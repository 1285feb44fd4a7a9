//! Configuration module for Shift-Watch
//!
//! Configuration is assembled once at startup from an optional TOML file and
//! the process environment, then passed by reference to the components that
//! need it.
//!
//! # Example
//!
//! ```no_run
//! use shift_watch::config::resolve_config;
//! use std::path::Path;
//!
//! let config = resolve_config(Some(Path::new("shift-watch.toml"))).unwrap();
//! println!("State file: {}", config.state.path);
//! ```

mod env;
mod parser;
mod types;
mod validation;

// Re-export types
pub use types::{
    Config, EmailConfig, MailjetConfig, Provider, SmtpConfig, SourceConfig, StateConfig,
    DEFAULT_FROM_NAME, DEFAULT_HEADING, DEFAULT_SOURCE_URL,
};

// Re-export loading functions
pub use env::{apply_env, apply_env_with};
pub use parser::{load_config, parse_config, resolve_config};
pub use validation::validate;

-- -- --

Go through the listing above and return each line where the word "file" occurs.

//! Configuration is assembled once at startup from an optional TOML file and
//! println!("State file: {}", config.state.path);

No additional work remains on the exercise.